The first point might be difficult to prove, considering how vaunted the Iraqi government’s inception has been over the past years. Triumphant pictures of purple-dyed fingers and bold defiance of terrorist suppression of voters stirred American hearts. But consider what crucial differences in our democracy and theirs remain not only unsolved, but virtually unsolvable:
They have no Bill of Rights.
They have no state or local governments.
Think on that a moment. Would we still have a “democracy” without the ability of the local governments to represent themselves, manage funds and determine their own laws? The founding fathers argued that we would not. Numerous protections of those non-federal powers exist in our Constitution.
And so, for that matter, what would America be without its Bill of Rights? There is a “framework” for government in Baghdad, but there are no substantial Articles of government vetted by the Parliament, nor any Amendments. This is significant in the extreme. Remember that many of the rights we consider the very sinews of our freedom – freedom of speech, privacy protections, representation in court – come not from the Constitution’s original drafting, but from the Amendments in the Bill of Rights. There is extraordinary obstinance by the Shiite government to not draft such a Constitution.
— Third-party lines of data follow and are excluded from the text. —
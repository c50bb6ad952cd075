//! Domain models for the Salon POS inventory

mod ledger;
mod product;

pub use ledger::*;
pub use product::*;
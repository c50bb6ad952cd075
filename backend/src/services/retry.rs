//! Retry with exponential backoff for conflicting reconciler attempts

use std::future::Future;
use std::time::Duration;

use tokio::time::sleep;
use tracing::{debug, warn};

use crate::config::ReconcilerConfig;
use crate::error::{AppError, AppResult};

#[derive(Debug, Clone)]
pub struct RetryPolicy {
    /// Retries after the first attempt
    pub max_retries: u32,
    pub initial_delay: Duration,
    pub max_delay: Duration,
}

impl RetryPolicy {
    pub fn from_config(config: &ReconcilerConfig) -> Self {
        Self {
            max_retries: config.max_retries,
            initial_delay: Duration::from_millis(config.retry_initial_delay_ms),
            max_delay: Duration::from_millis(config.retry_max_delay_ms),
        }
    }

    /// Delay before retry number `retry` (1-based)
    pub fn delay_for(&self, retry: u32) -> Duration {
        let factor = 2u32.saturating_pow(retry.saturating_sub(1));
        self.initial_delay
            .checked_mul(factor)
            .unwrap_or(self.max_delay)
            .min(self.max_delay)
    }
}

/// Run `operation` until it succeeds, fails with a non-retryable error, or
/// runs out of retries
pub async fn with_retry<F, Fut, T>(policy: &RetryPolicy, operation_name: &str, mut operation: F) -> AppResult<T>
where
    F: FnMut() -> Fut,
    Fut: Future<Output = AppResult<T>>,
{
    let mut retry = 0;

    loop {
        match operation().await {
            Ok(result) => {
                if retry > 0 {
                    debug!(operation = operation_name, retries = retry, "Operation succeeded after retrying");
                }
                return Ok(result);
            }
            Err(error) if error.is_retryable() && retry < policy.max_retries => {
                retry += 1;
                let delay = policy.delay_for(retry);
                warn!(
                    operation = operation_name,
                    retry,
                    ?delay,
                    "Attempt failed: {}. Retrying",
                    error
                );
                sleep(delay).await;
            }
            Err(error) => {
                if error.is_retryable() {
                    warn!(operation = operation_name, retries = retry, "Giving up: {}", error);
                }
                return Err(error);
            }
        }
    }
}

/// Convert an elapsed deadline into a timeout error
pub fn timed_out(operation_name: &str, limit: Duration) -> AppError {
    AppError::Timeout(format!("{} exceeded {:?}", operation_name, limit))
}
//! Product registry

use std::sync::Arc;

use serde::Deserialize;
use shared::{
    validate_low_stock_threshold, validate_opening_stock, validate_product_name, Product,
    DEFAULT_LOW_STOCK_THRESHOLD,
};
use tracing::info;
use uuid::Uuid;

use crate::error::{AppError, AppResult};
use crate::services::clock::Clock;
use crate::services::store::LedgerStore;

/// Input for registering a product
#[derive(Debug, Clone, Deserialize)]
pub struct CreateProductInput {
    pub name: String,
    pub opening_stock: Option<i64>,
    pub low_stock_threshold: Option<i64>,
}

#[derive(Clone)]
pub struct ProductService {
    store: Arc<dyn LedgerStore>,
    clock: Arc<dyn Clock>,
}

impl ProductService {
    pub fn new(store: Arc<dyn LedgerStore>, clock: Arc<dyn Clock>) -> Self {
        Self { store, clock }
    }

    /// Register a product. The live counter starts at the opening balance,
    /// which is what an empty ledger replays to.
    pub async fn register_product(&self, input: CreateProductInput) -> AppResult<Product> {
        validate_product_name(&input.name).map_err(|msg| AppError::validation("name", msg))?;

        let opening_stock = input.opening_stock.unwrap_or(0);
        validate_opening_stock(opening_stock)
            .map_err(|msg| AppError::validation("opening_stock", msg))?;

        let low_stock_threshold = input.low_stock_threshold.unwrap_or(DEFAULT_LOW_STOCK_THRESHOLD);
        validate_low_stock_threshold(low_stock_threshold)
            .map_err(|msg| AppError::validation("low_stock_threshold", msg))?;

        let now = self.clock.now();
        let product = Product {
            id: Uuid::new_v4(),
            name: input.name.trim().to_string(),
            opening_stock,
            current_stock: opening_stock,
            low_stock_threshold,
            is_active: true,
            created_at: now,
            updated_at: now,
        };

        self.store.create_product(&product).await?;
        info!(product_id = %product.id, name = %product.name, opening_stock, "Product registered");

        Ok(product)
    }

    pub async fn get_product(&self, product_id: Uuid) -> AppResult<Product> {
        self.store
            .get_product(product_id)
            .await?
            .ok_or(AppError::ProductNotFound(product_id))
    }

    pub async fn list_products(&self) -> AppResult<Vec<Product>> {
        self.store.list_products().await
    }
}
use anyhow::Context;
use bytemuck::{Pod, Zeroable};
use glam::{Vec2, Vec3};
use gltf::buffer;
use itertools::izip;

use crate::asset_pipeline::materials::MaterialId;
use crate::math::bounds::BoundingSphere;

#[repr(C)]
#[derive(Copy, Clone, Debug, Pod, Zeroable)]
pub struct Vertex {
    pub position: Vec3,
    pub normal: Vec3,
    pub tex_coords: Vec2,
}

pub struct ModelPrimitive {
    pub index: usize,
    pub vertices: Vec<Vertex>,
    pub indices: Vec<u32>,
    pub material: Option<MaterialId>,
}

pub struct Model {
    pub name: String,
    pub primitives: Vec<ModelPrimitive>,
}

pub type Buffers<'a> = &'a [buffer::Data];

impl Model {
    /// `materials` maps glTF material indices to the ids they were stored
    /// under.
    pub fn from_gltf(
        name: impl Into<String>,
        mesh: gltf::Mesh,
        buffers: Buffers,
        materials: &[MaterialId],
    ) -> anyhow::Result<Model> {
        let mut model = Model {
            name: name.into(),
            primitives: Vec::new(),
        };

        for primitive in mesh.primitives() {
            if primitive.mode() != gltf::mesh::Mode::Triangles {
                return Err(anyhow::anyhow!(
                    "Unsupported primitive mode: {:?}",
                    primitive.mode()
                ));
            }

            let reader = primitive.reader(|buffer| Some(&buffers[buffer.index()]));

            let positions: Vec<[f32; 3]> = reader
                .read_positions()
                .with_context(|| format!("Primitive without positions in {}", model.name))?
                .collect();
            let normals = reader
                .read_normals()
                .with_context(|| format!("Primitive without normals in {}", model.name))?;
            let tex_coords: Vec<[f32; 2]> = match reader.read_tex_coords(0) {
                Some(tex_coords) => tex_coords.into_f32().collect(),
                None => vec![[0.0; 2]; positions.len()],
            };

            let vertices = izip!(positions.iter(), normals, tex_coords)
                .map(|(pos, normal, tex_coords)| Vertex {
                    position: Vec3::from(*pos),
                    normal: Vec3::from(normal),
                    tex_coords: Vec2::from(tex_coords),
                })
                .collect::<Vec<Vertex>>();

            let indices = match reader.read_indices() {
                Some(indices) => indices.into_u32().collect::<Vec<u32>>(),
                None => (0..vertices.len() as u32).collect(),
            };

            let material = primitive
                .material()
                .index()
                .and_then(|index| materials.get(index).copied());

            model.primitives.push(ModelPrimitive {
                index: primitive.index(),
                vertices,
                indices,
                material,
            });
        }

        if model.primitives.is_empty() {
            return Err(anyhow::anyhow!("Mesh without primitives: {}", model.name));
        }

        Ok(model)
    }

    pub fn bounds(&self) -> Option<BoundingSphere> {
        BoundingSphere::from_points(
            self.primitives
                .iter()
                .flat_map(|primitive| primitive.vertices.iter().map(|vertex| vertex.position)),
        )
    }
}
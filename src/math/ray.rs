use glam::Vec3;

#[derive(Debug, Clone, Copy, PartialEq)]
pub struct Ray {
    pub origin: Vec3,
    /// Always normalized.
    pub direction: Vec3,
}

impl Ray {
    pub fn new(origin: Vec3, direction: Vec3) -> Self {
        Self {
            origin,
            direction: direction.normalize_or_zero(),
        }
    }

    pub fn at(&self, distance: f32) -> Vec3 {
        self.origin + self.direction * distance
    }
}
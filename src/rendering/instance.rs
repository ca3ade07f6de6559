use bytemuck::{Pod, Zeroable};
use glam::{Mat4, Vec4};
use wgpu::BufferUsages;

/// Per-object data for instanced model drawing.
#[repr(C)]
#[derive(Copy, Clone, Debug, Pod, Zeroable)]
pub struct Instance {
    pub model: Mat4,
    /// Columns of the normal matrix.
    pub normal: [Vec4; 3],
    /// x: hover highlight.
    pub params: Vec4,
}

const INSTANCE_ATTRIBUTES: [wgpu::VertexAttribute; 8] = wgpu::vertex_attr_array![
    5 => Float32x4,
    6 => Float32x4,
    7 => Float32x4,
    8 => Float32x4,
    9 => Float32x4,
    10 => Float32x4,
    11 => Float32x4,
    12 => Float32x4,
];

impl Instance {
    pub fn new(world: &Mat4, inverse_transpose_world: &Mat4, highlight: f32) -> Self {
        Self {
            model: *world,
            normal: [
                inverse_transpose_world.x_axis,
                inverse_transpose_world.y_axis,
                inverse_transpose_world.z_axis,
            ],
            params: Vec4::new(highlight, 0.0, 0.0, 0.0),
        }
    }

    pub fn descriptor() -> wgpu::VertexBufferLayout<'static> {
        wgpu::VertexBufferLayout {
            array_stride: size_of::<Instance>() as wgpu::BufferAddress,
            step_mode: wgpu::VertexStepMode::Instance,
            attributes: &INSTANCE_ATTRIBUTES,
        }
    }
}

pub struct Instances {
    instances: Vec<Instance>,
}

impl Instances {
    pub fn new() -> Self {
        Self {
            instances: Vec::new(),
        }
    }

    pub fn add(&mut self, instance: Instance) {
        self.instances.push(instance);
    }

    pub fn clear(&mut self) {
        self.instances.clear();
    }

    pub fn write_to_buffer(&self, queue: &wgpu::Queue, instance_buffer: &InstanceBuffer) {
        let count = self.len();
        queue.write_buffer(
            instance_buffer.buffer(),
            0,
            bytemuck::cast_slice(&self.instances[..count]),
        );
    }

    pub fn should_render(&self) -> bool {
        !self.instances.is_empty()
    }

    /// Number of instances that fit in the buffer.
    pub fn len(&self) -> usize {
        self.instances.len().min(InstanceBuffer::MAX_INSTANCES as usize)
    }
}

pub struct InstanceBuffer(wgpu::Buffer);

impl InstanceBuffer {
    const MAX_INSTANCES: u64 = 128;

    pub fn new(device: &wgpu::Device, name: impl Into<String>) -> Self {
        let name: String = name.into();

        let descriptor = Self::descriptor(&name);
        let buffer = device.create_buffer(&descriptor);

        Self(buffer)
    }

    fn descriptor(name: &str) -> wgpu::BufferDescriptor<'static> {
        // Labels must outlive the descriptor; these are created once per model.
        let label = format!("Instance buffer ({})", name);
        let label = Box::leak(label.into_boxed_str());

        wgpu::BufferDescriptor {
            label: Some(label),
            size: std::mem::size_of::<Instance>() as u64 * Self::MAX_INSTANCES,
            usage: BufferUsages::VERTEX | BufferUsages::COPY_DST,
            mapped_at_creation: false,
        }
    }

    pub fn buffer(&self) -> &wgpu::Buffer {
        &self.0
    }

    pub fn bind(&self, render_pass: &mut wgpu::RenderPass<'_>) {
        render_pass.set_vertex_buffer(1, self.buffer().slice(..));
    }
}

#[cfg(test)]
mod tests {
    use super::*;
    use glam::{Quat, Vec3};

    #[test]
    fn instance_layout_matches_attributes() {
        assert_eq!(size_of::<Instance>(), 128);
        assert_eq!(INSTANCE_ATTRIBUTES[7].offset, 112);
    }

    #[test]
    fn normal_matrix_undoes_non_uniform_scale() {
        let world = Mat4::from_scale_rotation_translation(
            Vec3::new(2.0, 1.0, 1.0),
            Quat::IDENTITY,
            Vec3::ZERO,
        );
        let instance = Instance::new(&world, &world.inverse().transpose(), 1.0);
        assert_eq!(instance.normal[0].x, 0.5);
        assert_eq!(instance.params.x, 1.0);
    }
}
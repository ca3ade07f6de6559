use bytemuck::{Pod, Zeroable};
use glam::{UVec2, Vec4};
use id_arena::Id;
use wgpu::util::DeviceExt;

use crate::asset_pipeline::materials::MaterialData;
use crate::rendering::texture::Texture;

pub type RenderMaterialId = Id<RenderMaterial>;

#[repr(C)]
#[derive(Copy, Clone, Debug, Pod, Zeroable)]
struct MaterialUniform {
    base_color_factor: Vec4,
}

pub struct RenderMaterial {
    _texture: Texture,
    _uniform_buffer: wgpu::Buffer,
    pub bind_group: wgpu::BindGroup,
}

impl RenderMaterial {
    pub fn new(
        device: &wgpu::Device,
        queue: &wgpu::Queue,
        layout: &wgpu::BindGroupLayout,
        material: &MaterialData,
    ) -> Self {
        let texture = match &material.base_color {
            Some(image) if image.width > 0 && image.height > 0 => Texture::from_rgba8(
                device,
                queue,
                &format!("{} (base color)", material.name),
                UVec2::new(image.width, image.height),
                &image.pixels,
            ),
            _ => Texture::white(device, queue),
        };

        Self::from_parts(device, layout, &material.name, material.base_color_factor, texture)
    }

    /// Plain white material for primitives without one.
    pub fn default_material(
        device: &wgpu::Device,
        queue: &wgpu::Queue,
        layout: &wgpu::BindGroupLayout,
    ) -> Self {
        let texture = Texture::white(device, queue);
        Self::from_parts(device, layout, "Default material", Vec4::ONE, texture)
    }

    fn from_parts(
        device: &wgpu::Device,
        layout: &wgpu::BindGroupLayout,
        name: &str,
        base_color_factor: Vec4,
        texture: Texture,
    ) -> Self {
        let uniform_buffer = device.create_buffer_init(&wgpu::util::BufferInitDescriptor {
            label: Some(&format!("Material uniform ({name})")),
            contents: bytemuck::cast_slice(&[MaterialUniform { base_color_factor }]),
            usage: wgpu::BufferUsages::UNIFORM,
        });

        let bind_group = device.create_bind_group(&wgpu::BindGroupDescriptor {
            label: Some(&format!("Material bind group ({name})")),
            layout,
            entries: &[
                wgpu::BindGroupEntry {
                    binding: 0,
                    resource: uniform_buffer.as_entire_binding(),
                },
                wgpu::BindGroupEntry {
                    binding: 1,
                    resource: wgpu::BindingResource::TextureView(&texture.view),
                },
                wgpu::BindGroupEntry {
                    binding: 2,
                    resource: wgpu::BindingResource::Sampler(&texture.sampler),
                },
            ],
        });

        Self {
            _texture: texture,
            _uniform_buffer: uniform_buffer,
            bind_group,
        }
    }
}

pub fn material_bind_group_layout(device: &wgpu::Device) -> wgpu::BindGroupLayout {
    device.create_bind_group_layout(&wgpu::BindGroupLayoutDescriptor {
        label: Some("Material bind group layout"),
        entries: &[
            wgpu::BindGroupLayoutEntry {
                binding: 0,
                visibility: wgpu::ShaderStages::FRAGMENT,
                ty: wgpu::BindingType::Buffer {
                    ty: wgpu::BufferBindingType::Uniform,
                    has_dynamic_offset: false,
                    min_binding_size: None,
                },
                count: None,
            },
            wgpu::BindGroupLayoutEntry {
                binding: 1,
                visibility: wgpu::ShaderStages::FRAGMENT,
                ty: wgpu::BindingType::Texture {
                    sample_type: wgpu::TextureSampleType::Float { filterable: true },
                    view_dimension: wgpu::TextureViewDimension::D2,
                    multisampled: false,
                },
                count: None,
            },
            wgpu::BindGroupLayoutEntry {
                binding: 2,
                visibility: wgpu::ShaderStages::FRAGMENT,
                ty: wgpu::BindingType::Sampler(wgpu::SamplerBindingType::Filtering),
                count: None,
            },
        ],
    })
}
The reason why this is, is one I’ve talked on often in past posts. Put plainly, it is because the Shi’a and the Sunni have little practical impetus to work with each other, and much to dominate one another. Without forcing a government on them that addresses these concerns – through federalism or through a Constitutional convention that, like ours, is forced to happen until it is complete despite summer months – this will not change.